- About this exercise: Repeat only the lines running from the beginning of the material through the line that contains "ServerStateBuilder::new()".

- Data:
/---

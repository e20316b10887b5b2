//! MCP test server binary entry point.

use anyhow::Result;
use mcp_sse_harness::{
    config::ServerConfig,
    protocol::McpServerBuilder,
    server::{McpHandler, ServerStateBuilder},
};
use std::sync::Arc;
use tracing::info;
use tracing_subscriber::{EnvFilter, fmt};

#[tokio::main]
async fn main() -> Result<()> {
    let config = ServerConfig::builder().from_env()?.build()?;
    init_tracing(config.log_json);

    info!(
        "Starting {} v{}",
        env!("CARGO_PKG_NAME"),
        env!("CARGO_PKG_VERSION")
    );

    let state = Arc::new(
        ServerStateBuilder::new()
            .config(config.clone())
            .build()
            .map_err(|e| anyhow::anyhow!(e))?,
    );

    for tool in state.tools.list() {
        info!(
            "Tool available: {} - {}",
            tool.name,
            tool.description.as_deref().unwrap_or("")
        );
    }

    let addr = config.socket_addr();
    info!("SSE endpoint:             http://{}/sse", addr);
    info!("Streamable HTTP endpoint: http://{}/mcp", addr);
    info!("Health check:             http://{}/health", addr);

    let server = McpServerBuilder::new()
        .handler(McpHandler::new(state))
        .config(config)
        .build()?;

    server.run().await?;

    info!("Server shutdown complete");
    Ok(())
}

fn init_tracing(json: bool) {
    let filter = EnvFilter::try_from_default_env()
        .unwrap_or_else(|_| EnvFilter::new("mcp_sse_harness=info,tower_http=info,warn"));

    let builder = fmt()
        .with_env_filter(filter)
        .with_writer(std::io::stderr)
        .with_target(true)
        .with_thread_ids(false)
        .with_file(false)
        .with_line_number(false);

    if json {
        builder.json().init();
    } else {
        builder.init();
    }
}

\---

- Output:
repository e20316b10887b5b2
//! MCP test server binary entry point.

use anyhow::Result;
use mcp_sse_harness::{
    config::ServerConfig,
    protocol::McpServerBuilder,
    server::{McpHandler, ServerStateBuilder},
};
use std::sync::Arc;
use tracing::info;
use tracing_subscriber::{EnvFilter, fmt};

#[tokio::main]
async fn main() -> Result<()> {
    let config = ServerConfig::builder().from_env()?.build()?;
    init_tracing(config.log_json);

    info!(
        "Starting {} v{}",
        env!("CARGO_PKG_NAME"),
        env!("CARGO_PKG_VERSION")
    );

    let state = Arc::new(
        ServerStateBuilder::new()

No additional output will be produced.